More than 340 people, including artists Ali Cherri and Michael Rakowitz, have signed an open letter supporting Iraqi artists who objected to their works being shown at the Berlin biennale close to a display focused on the infamous Abu Ghraib prison in Baghdad.
The artists Sajjad Abbas, Raed Mutar and Layth Kareem protested against their work being shown at the Hamburger Bahnhof without their consent where photographs by the French artist Jean-Jacques Lebel are also on display. Another artist, Sajjad Abbas, requested that his video and banner, I Can See You (2013), be removed from the gallery; these works are now on show in another venue.
A spokesperson for the Berlin Biennale says: “Mutar’s and Abbas’s works were exhibited close to the work by Lebel. They are now being shown in different venues (Akademie der Künste Pariser Platz and KW Institute for Contemporary Art). Layth Kareem’s work is still presented in a video cabinet in a different room of the same venue.”
The curator Rijin Sahakian initiated the letter which was originally published in ArtForum. She writes: “The Biennale made the decision to commodify photos of unlawfully imprisoned and brutalised Iraqi bodies under occupation, displaying them without the consent of the victims and without any input from the Biennale’s participating Iraqi artists, whose work was adjacently installed without their knowledge.”
Lebel has enlarged images of tortured prisoners at the prison that were taken by US soldiers and leaked in 2004, a year after the US-led invasion of Iraq, for his installation entitled Poison Soluble (2013).

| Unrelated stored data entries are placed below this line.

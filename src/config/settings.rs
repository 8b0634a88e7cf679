//! User settings for budget-insights
//!
//! Report sizes and display preferences, persisted as `config.json`.

use serde::{Deserialize, Serialize};

use super::paths::InsightsPaths;
use crate::error::{InsightsError, InsightsResult};
use crate::reports::{DEFAULT_HOTSPOT_COUNT, DEFAULT_RECENT_COUNT, DEFAULT_TREND_WINDOW};

/// User settings for budget-insights
#[derive(Debug, Clone, PartialEq, Serialize, Deserialize)]
pub struct Settings {
    /// Schema version for migration support
    #[serde(default = "default_schema_version")]
    pub schema_version: u32,

    /// Number of hotspots per kind
    #[serde(default = "default_hotspot_count")]
    pub hotspot_count: usize,

    /// Number of periods in a trend window
    #[serde(default = "default_trend_window")]
    pub trend_window: usize,

    /// Number of transactions listed on the dashboard
    #[serde(default = "default_recent_count")]
    pub recent_transaction_count: usize,

    /// Default currency symbol
    #[serde(default = "default_currency")]
    pub currency_symbol: String,
}

fn default_schema_version() -> u32 {
    1
}

fn default_hotspot_count() -> usize {
    DEFAULT_HOTSPOT_COUNT
}

fn default_trend_window() -> usize {
    DEFAULT_TREND_WINDOW
}

fn default_recent_count() -> usize {
    DEFAULT_RECENT_COUNT
}

fn default_currency() -> String {
    "$".to_string()
}

impl Default for Settings {
    fn default() -> Self {
        Self {
            schema_version: default_schema_version(),
            hotspot_count: default_hotspot_count(),
            trend_window: default_trend_window(),
            recent_transaction_count: default_recent_count(),
            currency_symbol: default_currency(),
        }
    }
}

impl Settings {
    /// Load settings from disk, or use defaults if the file doesn't exist
    pub fn load_or_create(paths: &InsightsPaths) -> InsightsResult<Self> {
        let settings_path = paths.settings_file();

        if !settings_path.exists() {
            // Don't save yet - let caller decide when to persist
            return Ok(Settings::default());
        }

        let contents = std::fs::read_to_string(&settings_path)
            .map_err(|e| InsightsError::Io(format!("Failed to read settings file: {}", e)))?;

        let settings: Settings = serde_json::from_str(&contents)
            .map_err(|e| InsightsError::Config(format!("Failed to parse settings file: {}", e)))?;

        settings.validate()?;
        Ok(settings)
    }

    /// Save settings to disk
    pub fn save(&self, paths: &InsightsPaths) -> InsightsResult<()> {
        self.validate()?;
        paths.ensure_directories()?;

        let contents = serde_json::to_string_pretty(self)
            .map_err(|e| InsightsError::Config(format!("Failed to serialize settings: {}", e)))?;

        std::fs::write(paths.settings_file(), contents)
            .map_err(|e| InsightsError::Io(format!("Failed to write settings file: {}", e)))?;

        Ok(())
    }

    /// Reject settings the engine cannot honor
    pub fn validate(&self) -> InsightsResult<()> {
        if self.trend_window == 0 {
            return Err(InsightsError::Config(
                "trend_window must be at least 1".into(),
            ));
        }
        if self.currency_symbol.chars().count() > 4 {
            return Err(InsightsError::Config(format!(
                "currency_symbol '{}' is too long",
                self.currency_symbol
            )));
        }
        Ok(())
    }
}

#[cfg(test)]
mod tests {
    use super::*;
    use tempfile::TempDir;

    #[test]
    fn test_default_settings() {
        let settings = Settings::default();
        assert_eq!(settings.hotspot_count, 3);
        assert_eq!(settings.trend_window, 3);
        assert_eq!(settings.recent_transaction_count, 3);
        assert_eq!(settings.currency_symbol, "$");
        assert_eq!(settings.schema_version, 1);
    }

    #[test]
    fn test_missing_file_gives_defaults() {
        let temp_dir = TempDir::new().unwrap();
        let paths = InsightsPaths::with_base_dir(temp_dir.path().to_path_buf());

        let settings = Settings::load_or_create(&paths).unwrap();
        assert_eq!(settings, Settings::default());
        assert!(!paths.settings_file().exists());
    }

    #[test]
    fn test_save_and_load() {
        let temp_dir = TempDir::new().unwrap();
        let paths = InsightsPaths::with_base_dir(temp_dir.path().to_path_buf());

        let settings = Settings {
            hotspot_count: 5,
            trend_window: 6,
            currency_symbol: "€".into(),
            ..Settings::default()
        };
        settings.save(&paths).unwrap();

        let loaded = Settings::load_or_create(&paths).unwrap();
        assert_eq!(loaded, settings);
    }

    #[test]
    fn test_partial_file_fills_defaults() {
        let temp_dir = TempDir::new().unwrap();
        let paths = InsightsPaths::with_base_dir(temp_dir.path().to_path_buf());
        std::fs::write(paths.settings_file(), r#"{"trend_window": 12}"#).unwrap();

        let loaded = Settings::load_or_create(&paths).unwrap();
        assert_eq!(loaded.trend_window, 12);
        assert_eq!(loaded.hotspot_count, 3);
    }

    #[test]
    fn test_zero_trend_window_rejected() {
        let settings = Settings {
            trend_window: 0,
            ..Settings::default()
        };
        assert!(matches!(settings.validate(), Err(InsightsError::Config(_))));

        let temp_dir = TempDir::new().unwrap();
        let paths = InsightsPaths::with_base_dir(temp_dir.path().to_path_buf());
        std::fs::write(paths.settings_file(), r#"{"trend_window": 0}"#).unwrap();
        assert!(Settings::load_or_create(&paths).is_err());
    }
}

In a statement on the Biennale website, Lebel says he has “printed and enlarged the colour snapshots taken by the torturers, interspersing them with black-and-white press images of Iraqi towns devastated or completely obliterated by the US Air Force”.
Lebel’s photographs are on show in a “labyrinth-like installation. In the exhibition, the installation is, and has always been, behind a curtain with a sign in front of it informing visitors that images of violence can be seen on a large scale and can trigger retraumatising reactions,” the Biennale spokesperson adds.

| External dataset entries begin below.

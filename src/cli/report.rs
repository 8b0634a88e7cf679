//! CLI commands for reports
//!
//! Parses report arguments, runs the report service and writes the result
//! in the requested format.

use clap::{Subcommand, ValueEnum};
use std::io::Write;
use tracing::debug;

use crate::config::Settings;
use crate::display;
use crate::error::{InsightsError, InsightsResult};
use crate::export;
use crate::ledger::InMemoryLedger;
use crate::models::{Period, TransactionKind, UserId};
use crate::reports::{RegisterFilter, RegisterSort};
use crate::services::ReportService;

/// Output format for report results
#[derive(Debug, Clone, Copy, Default, PartialEq, Eq, ValueEnum)]
pub enum OutputFormat {
    /// Plain-text tables
    #[default]
    Text,
    /// Pretty-printed JSON
    Json,
    /// YAML
    Yaml,
    /// CSV (tabular reports only)
    Csv,
}

/// Transaction kind argument
#[derive(Debug, Clone, Copy, PartialEq, Eq, ValueEnum)]
pub enum KindArg {
    Income,
    Expense,
}

impl From<KindArg> for TransactionKind {
    fn from(kind: KindArg) -> Self {
        match kind {
            KindArg::Income => TransactionKind::Income,
            KindArg::Expense => TransactionKind::Expense,
        }
    }
}

/// Register ordering argument
#[derive(Debug, Clone, Copy, Default, PartialEq, Eq, ValueEnum)]
pub enum SortArg {
    #[default]
    Latest,
    Oldest,
    AmountDesc,
    AmountAsc,
}

impl From<SortArg> for RegisterSort {
    fn from(sort: SortArg) -> Self {
        match sort {
            SortArg::Latest => RegisterSort::Latest,
            SortArg::Oldest => RegisterSort::Oldest,
            SortArg::AmountDesc => RegisterSort::AmountDesc,
            SortArg::AmountAsc => RegisterSort::AmountAsc,
        }
    }
}

/// Report subcommands
#[derive(Subcommand, Debug)]
pub enum ReportCommands {
    /// List the periods with recorded activity, most recent first
    Periods {
        /// Only periods with activity of this kind
        #[arg(short, long, value_enum)]
        kind: Option<KindArg>,
    },

    /// Category totals with percentage shares
    #[command(alias = "breakdown")]
    Categories {
        /// Income or expense categories
        #[arg(short, long, value_enum)]
        kind: KindArg,

        /// Period (YYYY-MM); defaults to the most recent period with activity
        #[arg(short, long)]
        period: Option<Period>,
    },

    /// Budget plans with under- and over-budget categories
    Budget {
        /// Period (YYYY-MM); defaults to the most recent period with activity
        #[arg(short, long)]
        period: Option<Period>,
    },

    /// Categories with the largest totals
    Hotspots {
        /// Income or expense categories
        #[arg(short, long, value_enum)]
        kind: KindArg,

        /// Period (YYYY-MM); defaults to the most recent period with activity
        #[arg(short, long)]
        period: Option<Period>,

        /// Number of categories to show
        #[arg(short, long)]
        top: Option<usize>,
    },

    /// Balance and savings rate over recent periods
    Trend {
        /// Last period of the trend (YYYY-MM)
        #[arg(short, long)]
        period: Option<Period>,

        /// Number of periods in the window
        #[arg(short, long)]
        window: Option<usize>,
    },

    /// Hotspots, budget misses and trend for one period
    Summary {
        /// Period (YYYY-MM); defaults to the most recent period with activity
        #[arg(short, long)]
        period: Option<Period>,
    },

    /// Lifetime totals and the most recent transactions
    Dashboard,

    /// Transactions of one period
    #[command(alias = "transactions")]
    Register {
        /// Income or expense transactions
        #[arg(short, long, value_enum)]
        kind: KindArg,

        /// Period (YYYY-MM); defaults to the most recent period with activity
        #[arg(short, long)]
        period: Option<Period>,

        /// Only this category (by name)
        #[arg(short, long)]
        category: Option<String>,

        /// Ordering
        #[arg(short, long, value_enum, default_value_t = SortArg::Latest)]
        sort: SortArg,
    },
}

impl ReportCommands {
    fn name(&self) -> &'static str {
        match self {
            Self::Periods { .. } => "periods",
            Self::Categories { .. } => "categories",
            Self::Budget { .. } => "budget",
            Self::Hotspots { .. } => "hotspots",
            Self::Trend { .. } => "trend",
            Self::Summary { .. } => "summary",
            Self::Dashboard => "dashboard",
            Self::Register { .. } => "register",
        }
    }
}

/// Pick the user to report on.
///
/// An explicit id must exist in the ledger. Without one, a ledger holding a
/// single user reports on that user, and an empty ledger reports on an
/// anonymous user with no rows.
pub fn resolve_user(ledger: &InMemoryLedger, requested: Option<&str>) -> InsightsResult<UserId> {
    if let Some(id) = requested {
        let user = UserId::new(id);
        ledger.require_user(&user)?;
        return Ok(user);
    }

    let users: Vec<&UserId> = ledger.snapshot().user_ids().collect();
    match users.as_slice() {
        [] => Ok(UserId::new("default")),
        [only] => Ok((*only).clone()),
        many => Err(InsightsError::Validation(format!(
            "Ledger holds {} users; choose one with --user",
            many.len()
        ))),
    }
}

fn csv_unavailable(report: &str) -> InsightsError {
    InsightsError::Export(format!(
        "CSV output is not available for the {} report; use text, json or yaml",
        report
    ))
}

/// Write a serializable result in a structured format, or its text view
fn emit<T, W, F>(
    writer: &mut W,
    format: OutputFormat,
    report: &str,
    data: &T,
    text: F,
    csv: Option<&dyn Fn(&mut W) -> InsightsResult<()>>,
) -> InsightsResult<()>
where
    T: serde::Serialize,
    W: Write,
    F: FnOnce() -> String,
{
    match format {
        OutputFormat::Text => {
            writer.write_all(text().as_bytes())?;
            Ok(())
        }
        OutputFormat::Json => export::export_json(report, data, writer),
        OutputFormat::Yaml => export::export_yaml(report, data, writer),
        OutputFormat::Csv => match csv {
            Some(write_csv) => write_csv(writer),
            None => Err(csv_unavailable(report)),
        },
    }
}

/// Handle report commands
pub fn handle_report_command<W: Write>(
    ledger: &InMemoryLedger,
    settings: &Settings,
    user: &UserId,
    format: OutputFormat,
    cmd: ReportCommands,
    writer: &mut W,
) -> InsightsResult<()> {
    let service = ReportService::new(ledger, settings);
    let symbol = settings.currency_symbol.as_str();
    let report = cmd.name();
    debug!(%user, report, ?format, "running report command");

    match cmd {
        ReportCommands::Periods { kind } => {
            let periods = match kind {
                Some(kind) => service.kind_catalog(user, kind.into())?,
                None => service.period_catalog(user)?,
            };
            emit(
                writer,
                format,
                report,
                &periods,
                || display::format_periods(&periods),
                Some(&|w: &mut W| export::export_periods_csv(&periods, w)),
            )
        }

        ReportCommands::Categories { kind, period } => {
            let period = service.resolve_period(user, period)?;
            let breakdown = service.category_breakdown(user, kind.into(), period)?;
            emit(
                writer,
                format,
                report,
                &breakdown,
                || display::format_category_breakdown(&breakdown, symbol),
                Some(&|w: &mut W| export::export_category_shares_csv(&breakdown.categories, w)),
            )
        }

        ReportCommands::Budget { period } => {
            let period = service.resolve_period(user, period)?;
            let performance = service.budget_performance(user, period)?;
            emit(
                writer,
                format,
                report,
                &performance,
                || display::format_budget_performance(&performance, symbol),
                Some(&|w: &mut W| {
                    export::export_budget_entries_csv(
                        &performance.under_budget,
                        &performance.over_budget,
                        w,
                    )
                }),
            )
        }

        ReportCommands::Hotspots { kind, period, top } => {
            let kind: TransactionKind = kind.into();
            let period = service.resolve_period(user, period)?;
            let hotspots = service.hotspots(user, kind, period, top)?;
            emit(
                writer,
                format,
                report,
                &hotspots,
                || display::format_hotspots(kind, period, &hotspots, symbol),
                Some(&|w: &mut W| export::export_hotspots_csv(&hotspots, w)),
            )
        }

        ReportCommands::Trend { period, window } => {
            let period = service.resolve_period(user, period)?;
            let trend = service.trend(user, period, window)?;
            emit(
                writer,
                format,
                report,
                &trend,
                || display::format_trend(&trend, symbol),
                Some(&|w: &mut W| export::export_trend_csv(&trend, w)),
            )
        }

        ReportCommands::Summary { period } => {
            let period = service.resolve_period(user, period)?;
            let summary = service.summary(user, period)?;
            emit(
                writer,
                format,
                report,
                &summary,
                || display::format_summary(&summary, symbol),
                None,
            )
        }

        ReportCommands::Dashboard => {
            let dashboard = service.dashboard(user)?;
            emit(
                writer,
                format,
                report,
                &dashboard,
                || display::format_dashboard(&dashboard, symbol),
                None,
            )
        }

        ReportCommands::Register {
            kind,
            period,
            category,
            sort,
        } => {
            let period = service.resolve_period(user, period)?;
            let filter = RegisterFilter {
                category_name: category,
            };
            let entries = service.register(user, kind.into(), period, &filter, sort.into())?;
            emit(
                writer,
                format,
                report,
                &entries,
                || display::format_register(&entries, symbol),
                Some(&|w: &mut W| export::export_register_csv(&entries, w)),
            )
        }
    }
}

#[cfg(test)]
mod tests {
    use super::*;
    use crate::models::{Budget, Category, Money, Transaction};
    use chrono::NaiveDate;

    fn ledger() -> (InMemoryLedger, UserId) {
        let mut ledger = InMemoryLedger::new();
        let user = UserId::new("alice");
        let salary = ledger
            .add_category(Category::new("Salary", TransactionKind::Income))
            .unwrap();
        let food = ledger
            .add_category(Category::with_tips("Food", TransactionKind::Expense, "Cook at home"))
            .unwrap();
        let date = NaiveDate::from_ymd_opt(2024, 3, 4).unwrap();
        ledger
            .add_transaction(&user, Transaction::new(TransactionKind::Income, salary, date, Money::from_cents(200000)))
            .unwrap();
        ledger
            .add_transaction(&user, Transaction::new(TransactionKind::Expense, food, date, Money::from_cents(15000)))
            .unwrap();
        ledger
            .set_budget(&user, Budget::new(food, Period::new(2024, 3).unwrap(), Money::from_cents(10000)))
            .unwrap();
        (ledger, user)
    }

    fn run(format: OutputFormat, cmd: ReportCommands) -> InsightsResult<String> {
        let (ledger, user) = ledger();
        let settings = Settings::default();
        let mut output = Vec::new();
        handle_report_command(&ledger, &settings, &user, format, cmd, &mut output)?;
        Ok(String::from_utf8(output).unwrap())
    }

    #[test]
    fn test_resolve_user() {
        let (mut ledger, user) = ledger();
        assert_eq!(resolve_user(&ledger, None).unwrap(), user);
        assert!(resolve_user(&ledger, Some("bob")).unwrap_err().is_not_found());

        let food = ledger.snapshot().categories[1].id;
        let bob = UserId::new("bob");
        ledger
            .set_budget(&bob, Budget::new(food, Period::new(2024, 1).unwrap(), Money::zero()))
            .unwrap();
        assert!(resolve_user(&ledger, None).is_err());
        assert_eq!(resolve_user(&ledger, Some("bob")).unwrap(), bob);

        let empty = InMemoryLedger::new();
        assert_eq!(resolve_user(&empty, None).unwrap(), UserId::new("default"));
    }

    #[test]
    fn test_budget_text() {
        let text = run(OutputFormat::Text, ReportCommands::Budget { period: None }).unwrap();
        assert!(text.contains("Budget: March 2024"));
        assert!(text.contains("Expenses over budget"));
        assert!(text.contains("tip: Cook at home"));
    }

    #[test]
    fn test_hotspots_json() {
        let output = run(
            OutputFormat::Json,
            ReportCommands::Hotspots {
                kind: KindArg::Expense,
                period: None,
                top: Some(1),
            },
        )
        .unwrap();
        let value: serde_json::Value = serde_json::from_str(&output).unwrap();
        assert_eq!(value["report"], "hotspots");
        assert_eq!(value["data"][0]["categoryName"], "Food");
        assert_eq!(value["data"][0]["totalAmount"], 150.0);
    }

    #[test]
    fn test_trend_csv() {
        let output = run(
            OutputFormat::Csv,
            ReportCommands::Trend {
                period: None,
                window: Some(2),
            },
        )
        .unwrap();
        assert_eq!(
            output,
            "period,balance,savings_rate\n2024-02,0.00,0.00\n2024-03,1850.00,92.50\n"
        );
    }

    #[test]
    fn test_summary_csv_unavailable() {
        let err = run(OutputFormat::Csv, ReportCommands::Summary { period: None }).unwrap_err();
        assert!(matches!(err, InsightsError::Export(_)));
    }
}
//! Transaction model
//!
//! A single income or expense entry. Amounts are always non-negative; the
//! direction of money is carried by the transaction kind.

use chrono::NaiveDate;
use serde::{Deserialize, Serialize};
use std::fmt;

use super::category::TransactionKind;
use super::ids::{CategoryId, TransactionId};
use super::money::Money;
use super::period::Period;

/// A recorded income or expense
#[derive(Debug, Clone, PartialEq, Serialize, Deserialize)]
pub struct Transaction {
    /// Unique identifier
    #[serde(default)]
    pub id: TransactionId,

    /// Non-negative amount
    pub amount: Money,

    /// Date the transaction was recorded
    pub date: NaiveDate,

    /// Category the transaction is filed under
    pub category_id: CategoryId,

    /// Income or expense
    pub kind: TransactionKind,

    /// Free-text source or payee
    #[serde(default)]
    pub source: String,
}

impl Transaction {
    /// Create a new transaction
    pub fn new(
        kind: TransactionKind,
        category_id: CategoryId,
        date: NaiveDate,
        amount: Money,
    ) -> Self {
        Self {
            id: TransactionId::new(),
            amount,
            date,
            category_id,
            kind,
            source: String::new(),
        }
    }

    /// Create a transaction with a source description
    pub fn with_source(
        kind: TransactionKind,
        category_id: CategoryId,
        date: NaiveDate,
        amount: Money,
        source: impl Into<String>,
    ) -> Self {
        let mut txn = Self::new(kind, category_id, date, amount);
        txn.source = source.into();
        txn
    }

    /// The period this transaction falls in
    pub fn period(&self) -> Period {
        Period::from_date(self.date)
    }

    /// Validate the transaction
    pub fn validate(&self) -> Result<(), TransactionValidationError> {
        if self.amount.is_negative() {
            return Err(TransactionValidationError::NegativeAmount);
        }
        if self.amount > Money::MAX_INPUT {
            return Err(TransactionValidationError::AmountTooLarge);
        }
        Ok(())
    }
}

impl fmt::Display for Transaction {
    fn fmt(&self, f: &mut fmt::Formatter<'_>) -> fmt::Result {
        write!(f, "{} {} {}", self.date, self.kind, self.amount)?;
        if !self.source.is_empty() {
            write!(f, " ({})", self.source)?;
        }
        Ok(())
    }
}

/// Validation errors for transactions
#[derive(Debug, Clone, PartialEq, Eq)]
pub enum TransactionValidationError {
    NegativeAmount,
    AmountTooLarge,
}

impl fmt::Display for TransactionValidationError {
    fn fmt(&self, f: &mut fmt::Formatter<'_>) -> fmt::Result {
        match self {
            Self::NegativeAmount => write!(f, "Transaction amount cannot be negative"),
            Self::AmountTooLarge => write!(f, "Transaction amount exceeds {}", Money::MAX_INPUT),
        }
    }
}

impl std::error::Error for TransactionValidationError {}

Kareem’s 2014 video The City Limits examines the psychological effect of bombings and destruction while Mutar’s painting Untitled (2012) reflects on his time sharing a studio with two artist friends in Baghdad. Sahakian explains how the exhibition was initially laid out. “I view Abbas, Kareem, and Mutar’s cutting, sweeping work, and a curtain. The second half of Abbas’s work is on the other side; I have to go through the curtain to see the rest of his installation. As I do, I am presented with an installation by Lebel [Poison Soluble]. It is composed of images printed to life-size: the charred skin, limbs, and hooded faces of the Iraqi men abused and murdered at Abu Ghraib,” she writes.
Sahakian outlines her Biennale role in the open letter, saying: “I had introduced Abbas and Kareem’s work to the Biennale, lent a painting by artist Raed Mutar to the show, and contributed catalogue texts on their work. I first got to know each of these artists in Baghdad, where they lived and made the selected works between 2011 and 2014.”

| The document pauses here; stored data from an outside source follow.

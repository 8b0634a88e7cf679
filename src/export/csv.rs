//! CSV export of tabular report results
//!
//! Amounts are written with exactly two decimals and no currency symbol so
//! spreadsheets read them as numbers.

use serde::Serialize;
use std::io::Write;

use crate::error::{InsightsError, InsightsResult};
use crate::models::{Money, Period};
use crate::reports::{
    BudgetComparisonEntry, BudgetDirection, CategoryShare, Hotspot, MonthlySnapshot, RegisterEntry,
};

fn amount(money: Money) -> String {
    money.format_with_symbol("")
}

fn percent(value: f64) -> String {
    format!("{:.2}", value)
}

/// Write serializable rows with a header line
fn write_rows<R, W, I>(rows: I, writer: W) -> InsightsResult<()>
where
    R: Serialize,
    W: Write,
    I: IntoIterator<Item = R>,
{
    let mut csv_writer = csv::Writer::from_writer(writer);
    for row in rows {
        csv_writer.serialize(row)?;
    }
    csv_writer
        .flush()
        .map_err(|e| InsightsError::Export(e.to_string()))?;
    Ok(())
}

#[derive(Serialize)]
struct PeriodRow {
    period: Period,
    label: String,
}

/// Export a period catalog
pub fn export_periods_csv<W: Write>(periods: &[Period], writer: W) -> InsightsResult<()> {
    write_rows(
        periods.iter().map(|p| PeriodRow {
            period: *p,
            label: p.long_name(),
        }),
        writer,
    )
}

#[derive(Serialize)]
struct CategoryRow<'a> {
    category: &'a str,
    total: String,
    percentage: String,
}

/// Export category totals with percentage shares
pub fn export_category_shares_csv<W: Write>(
    shares: &[CategoryShare],
    writer: W,
) -> InsightsResult<()> {
    write_rows(
        shares.iter().map(|s| CategoryRow {
            category: &s.category_name,
            total: amount(s.total),
            percentage: percent(s.percentage),
        }),
        writer,
    )
}

#[derive(Serialize)]
struct BudgetRow<'a> {
    status: &'static str,
    category: &'a str,
    budgeted: String,
    actual: String,
    variance: String,
    tips: &'a str,
}

/// Export budget misses; `under` and `over` share one table
pub fn export_budget_entries_csv<W: Write>(
    under: &[BudgetComparisonEntry],
    over: &[BudgetComparisonEntry],
    writer: W,
) -> InsightsResult<()> {
    let tagged = under
        .iter()
        .map(|e| (BudgetDirection::Under, e))
        .chain(over.iter().map(|e| (BudgetDirection::Over, e)));

    write_rows(
        tagged.map(|(direction, e)| BudgetRow {
            status: match direction {
                BudgetDirection::Under => "under",
                BudgetDirection::Over => "over",
            },
            category: &e.category_name,
            budgeted: amount(e.budgeted_amount),
            actual: amount(e.actual_amount),
            variance: amount(e.variance()),
            tips: &e.tips,
        }),
        writer,
    )
}

#[derive(Serialize)]
struct HotspotRow<'a> {
    rank: usize,
    category: &'a str,
    total: String,
    tips: &'a str,
}

/// Export hotspots in rank order
pub fn export_hotspots_csv<W: Write>(hotspots: &[Hotspot], writer: W) -> InsightsResult<()> {
    write_rows(
        hotspots.iter().enumerate().map(|(i, h)| HotspotRow {
            rank: i + 1,
            category: &h.category_name,
            total: amount(h.total_amount),
            tips: &h.tips,
        }),
        writer,
    )
}

#[derive(Serialize)]
struct TrendRow {
    period: Period,
    balance: String,
    savings_rate: String,
}

/// Export a trend, oldest period first
pub fn export_trend_csv<W: Write>(trend: &[MonthlySnapshot], writer: W) -> InsightsResult<()> {
    write_rows(
        trend.iter().map(|s| TrendRow {
            period: s.period,
            balance: amount(s.balance),
            savings_rate: percent(s.savings_rate),
        }),
        writer,
    )
}

#[derive(Serialize)]
struct RegisterRow<'a> {
    date: String,
    kind: String,
    category: &'a str,
    source: &'a str,
    amount: String,
}

/// Export register entries in their current order
pub fn export_register_csv<W: Write>(entries: &[RegisterEntry], writer: W) -> InsightsResult<()> {
    write_rows(
        entries.iter().map(|e| RegisterRow {
            date: e.date.format("%Y-%m-%d").to_string(),
            kind: e.kind.to_string(),
            category: &e.category_name,
            source: &e.source,
            amount: amount(e.amount),
        }),
        writer,
    )
}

Kareem publicly denounced the display in a conversation held as part of the Biennale’s public programme. Sahakian, who was also part of the talk, writes in the open letter: “Our final exchange addresses his video work—created with friends and other Baghdad residents who share their experience of living with the constant spectre of violence—in contrast with the Abu Ghraib work, which reproduces the asymmetrical power inherent in the photos void of respect or repercussion.”
The letter continues: “Kareem responds by calmly informing the audience that he has family members who were imprisoned at Abu Ghraib. He points to what is missing in the bright yellow trigger warning at its entrance: ‘They haven’t given their permission. I can’t accept this.’ A few minutes later, Kader Attia, the lead curator of the Biennale, is onstage, providing a rationale for the work’s inclusion: ‘We should understand the photos must be seen for political change to take place.’”
Earlier this year, Attia told Arab News: “With these works, we are looking at the space in between aggressors and victims. All crimes unify the victims and the perpetrators, psychoanalysts know that.”